→ Directions for this task: Nothing beyond the line containing "use crate::config::Config;" should be printed; print each line exactly from the first line of the listing below through it.

→ Data records:
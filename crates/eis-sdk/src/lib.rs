//! EIS SDK
//!
//! High-level API for building training datasets from an experiment
//! configuration: load the config, build an engine, assemble.

pub mod builder;
pub mod config;
pub mod engine;
pub mod error;
pub mod telemetry;

// Re-export main types
pub use builder::EisEngineBuilder;
pub use config::{ExperimentConfig, ShuffleConfig};
pub use engine::{EisEngine, FeatureSummary};
pub use error::{Result, SdkError};
pub use telemetry::{init_tracing, DEFAULT_LOG_FILTER};

// Re-export commonly used types from dependencies
pub use eis_core::{EntityId, TargetUnit, Value};
pub use eis_runtime::{
    BackingStore, DataSourceConfig, Dataset, FeatureMatrix, FeatureToggles, ImputationMode,
    LabelWindow, MemoryStore, QueryResult, RuntimeError, TableConfig,
};
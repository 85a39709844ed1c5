//! Session error types

use thiserror::Error;

#[derive(Error, Debug)]
pub enum SessionError {
    #[error("Session not found: {0}")]
    NotFound(String),

    #[error("A session with this name already exists: {0}")]
    NameConflict(String),

    #[error("Session name cannot be empty")]
    EmptyName,

    #[error("Session has no tabs to open: {0}")]
    EmptySession(String),

    #[error("Storage error: {0}")]
    Storage(#[from] nightowl_storage::StorageError),

    #[error("Tab error: {0}")]
    Tab(#[from] nightowl_tabs::TabError),
}
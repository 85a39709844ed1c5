//! Application state container
//!
//! Wires every store to the same storage backend. The popup-side stores and
//! the background listener share state only through that backend plus the
//! message channel.

use chrono::{DateTime, Utc};
use std::path::PathBuf;
use std::sync::Arc;

use nightowl_session::{Session, SessionStore};
use nightowl_shortcuts::{BackgroundListener, Notifier, ShortcutStore};
use nightowl_storage::{Database, SharedStore};
use nightowl_tabs::TabOpener;

use crate::config::Config;
use crate::export::{export_stats, write_export, ExportStats};
use crate::theme::{Theme, ThemeStore};
use crate::Result;

pub struct NightOwl {
    config: Config,
    storage: SharedStore,
    sessions: SessionStore,
    shortcuts: ShortcutStore,
    theme: ThemeStore,
}

impl NightOwl {
    /// Open the database named by `config` and build the stores on top of it
    pub fn new(config: Config, notifier: Notifier) -> Result<Self> {
        if let Some(parent) = config.database_path.parent() {
            std::fs::create_dir_all(parent)?;
        }

        let db = Database::open(&config.database_path)?;
        Ok(Self::with_storage(config, Arc::new(db), notifier))
    }

    pub fn with_storage(config: Config, storage: SharedStore, notifier: Notifier) -> Self {
        let sessions = SessionStore::new(Arc::clone(&storage));
        let shortcuts =
            ShortcutStore::new(Arc::clone(&storage), config.shortcut_keys, notifier);
        let theme = ThemeStore::new(Arc::clone(&storage));

        Self {
            config,
            storage,
            sessions,
            shortcuts,
            theme,
        }
    }

    /// Load persisted sessions, sort preference and theme
    pub fn initialize(&self) -> Result<()> {
        let sessions = self.sessions.load()?;
        let theme = self.theme.load()?;

        tracing::info!(
            session_count = sessions.len(),
            sort_method = %self.sessions.sort_method(),
            theme = %theme,
            "Night Owl initialized"
        );

        Ok(())
    }

    pub fn config(&self) -> &Config {
        &self.config
    }

    pub fn storage(&self) -> SharedStore {
        Arc::clone(&self.storage)
    }

    pub fn sessions(&self) -> &SessionStore {
        &self.sessions
    }

    pub fn shortcuts(&self) -> &ShortcutStore {
        &self.shortcuts
    }

    pub fn theme(&self) -> Theme {
        self.theme.current()
    }

    pub fn theme_store(&self) -> &ThemeStore {
        &self.theme
    }

    /// Build a background listener over the same storage
    pub fn background_listener(&self, opener: Arc<dyn TabOpener>) -> Result<BackgroundListener> {
        Ok(BackgroundListener::new(self.storage(), opener)?)
    }

    /// Export sessions, in storage order, to the configured export directory
    pub fn export_sessions(&self, now: DateTime<Utc>) -> Result<PathBuf> {
        let sessions: Vec<Session> = self.sessions.sessions();
        write_export(&sessions, &self.config.export_dir, now)
    }

    pub fn export_stats(&self) -> ExportStats {
        export_stats(&self.sessions.sessions())
    }
}

impl Clone for NightOwl {
    fn clone(&self) -> Self {
        Self {
            config: self.config.clone(),
            storage: Arc::clone(&self.storage),
            sessions: self.sessions.clone(),
            shortcuts: self.shortcuts.clone(),
            theme: self.theme.clone(),
        }
    }
}
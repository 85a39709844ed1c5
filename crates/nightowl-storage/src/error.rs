//! Storage error types

use thiserror::Error;

#[derive(Error, Debug)]
pub enum StorageError {
    #[error("SQLite error: {0}")]
    Sqlite(#[from] rusqlite::Error),

    #[error("JSON serialization error: {0}")]
    Json(#[from] serde_json::Error),

    #[error("Storage backend error: {0}")]
    Backend(String),
}
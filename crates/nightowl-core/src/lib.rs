//! Night Owl Core
//!
//! Central coordination layer: wires the session, shortcut and theme stores
//! to one storage backend and owns the export writer.

mod app;
mod config;
mod error;
pub mod export;
mod theme;

pub use app::NightOwl;
pub use config::Config;
pub use error::CoreError;
pub use export::{export_document, export_filename, export_stats, write_export, ExportStats};
pub use theme::{Theme, ThemeStore};

// Re-export core components
pub use nightowl_session::{sort_sessions, Session, SessionError, SessionStore, SortMethod};
pub use nightowl_shortcuts::{
    display_order, message_channel, BackgroundListener, GlobalCommand, Inbox, KeyRange, Notifier,
    RuntimeMessage, Shortcut, ShortcutDraft, ShortcutError, ShortcutStore,
};
pub use nightowl_storage::{Database, KeyValueStore, SharedStore, StorageError, StorageKey};
pub use nightowl_tabs::{
    format_tab_count, parse_web_url, truncate_url, TabError, TabOpener, TabSnapshot, TabSource, WindowOpener,
};

pub type Result<T> = std::result::Result<T, CoreError>;

/// Initialize logging
///
/// Log lines go to stderr so stdout stays free for command output.
pub fn init_logging() {
    use tracing_subscriber::{fmt, EnvFilter};

    let filter = EnvFilter::try_from_default_env().unwrap_or_else(|_| EnvFilter::new("info"));

    fmt()
        .with_env_filter(filter)
        .with_target(true)
        .with_writer(std::io::stderr)
        .init();
}
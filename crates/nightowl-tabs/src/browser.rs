//! Browser collaborators
//!
//! The stores never talk to a browser directly. Whatever hosts them (an
//! extension shim, the CLI, a test) provides these three capabilities.

use parking_lot::Mutex;
use std::sync::Arc;

use crate::tab::TabSnapshot;
use crate::Result;

/// Enumerates the tabs of the active window, in tab order.
pub trait TabSource: Send + Sync {
    fn current_window_tabs(&self) -> Result<Vec<TabSnapshot>>;
}

/// Opens a new focused window with one tab per URL, in order.
pub trait WindowOpener: Send + Sync {
    fn open_window(&self, urls: &[String]) -> Result<()>;
}

/// Opens a single new tab.
pub trait TabOpener: Send + Sync {
    fn open_tab(&self, url: &str) -> Result<()>;
}

/// A tab source with a fixed set of tabs.
#[derive(Debug, Clone, Default)]
pub struct StaticTabSource {
    tabs: Vec<TabSnapshot>,
}

impl StaticTabSource {
    pub fn new(tabs: Vec<TabSnapshot>) -> Self {
        Self { tabs }
    }
}

impl TabSource for StaticTabSource {
    fn current_window_tabs(&self) -> Result<Vec<TabSnapshot>> {
        Ok(self.tabs.clone())
    }
}

/// Remembers every window and tab it was asked to open.
#[derive(Debug, Default)]
pub struct RecordingBrowser {
    windows: Arc<Mutex<Vec<Vec<String>>>>,
    tabs: Arc<Mutex<Vec<String>>>,
}

impl RecordingBrowser {
    pub fn new() -> Self {
        Self::default()
    }

    pub fn opened_windows(&self) -> Vec<Vec<String>> {
        self.windows.lock().clone()
    }

    pub fn opened_tabs(&self) -> Vec<String> {
        self.tabs.lock().clone()
    }
}

impl Clone for RecordingBrowser {
    fn clone(&self) -> Self {
        Self {
            windows: Arc::clone(&self.windows),
            tabs: Arc::clone(&self.tabs),
        }
    }
}

impl WindowOpener for RecordingBrowser {
    fn open_window(&self, urls: &[String]) -> Result<()> {
        tracing::debug!(tab_count = urls.len(), "Recording opened window");
        self.windows.lock().push(urls.to_vec());
        Ok(())
    }
}

impl TabOpener for RecordingBrowser {
    fn open_tab(&self, url: &str) -> Result<()> {
        tracing::debug!(url = %url, "Recording opened tab");
        self.tabs.lock().push(url.to_string());
        Ok(())
    }
}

→ Answer for this exercise:
filename crates/eis-sdk/src/lib.rs
//! EIS SDK
//!
//! High-level API for building training datasets from an experiment
//! configuration: load the config, build an engine, assemble.

pub mod builder;
pub mod config;
pub mod engine;
pub mod error;
pub mod telemetry;

// Re-export main types
pub use builder::EisEngineBuilder;
pub use config::{ExperimentConfig, ShuffleConfig};
pub use engine::{EisEngine, FeatureSummary};
pub use error::{Result, SdkError};
pub use telemetry::{init_tracing, DEFAULT_LOG_FILTER};

// Re-export commonly used types from dependencies
pub use eis_core::{EntityId, TargetUnit, Value};
pub use eis_runtime::{
    BackingStore, DataSourceConfig, Dataset, FeatureMatrix, FeatureToggles, ImputationMode,
    LabelWindow, MemoryStore, QueryResult, RuntimeError, TableConfig,
};
repository 85a39709844ed1c5
//! Session error types

use thiserror::Error;

#[derive(Error, Debug)]
pub enum SessionError {
    #[error("Session not found: {0}")]
    NotFound(String),

    #[error("A session with this name already exists: {0}")]
    NameConflict(String),

    #[error("Session name cannot be empty")]
    EmptyName,

    #[error("Session has no tabs to open: {0}")]
    EmptySession(String),

    #[error("Storage error: {0}")]
    Storage(#[from] nightowl_storage::StorageError),

    #[error("Tab error: {0}")]
    Tab(#[from] nightowl_tabs::TabError),
}
repository 85a39709844ed1c5
//! Application state container
//!
//! Wires every store to the same storage backend. The popup-side stores and
//! the background listener share state only through that backend plus the
//! message channel.

use chrono::{DateTime, Utc};
use std::path::PathBuf;
use std::sync::Arc;

use nightowl_session::{Session, SessionStore};
use nightowl_shortcuts::{BackgroundListener, Notifier, ShortcutStore};
use nightowl_storage::{Database, SharedStore};
use nightowl_tabs::TabOpener;

use crate::config::Config;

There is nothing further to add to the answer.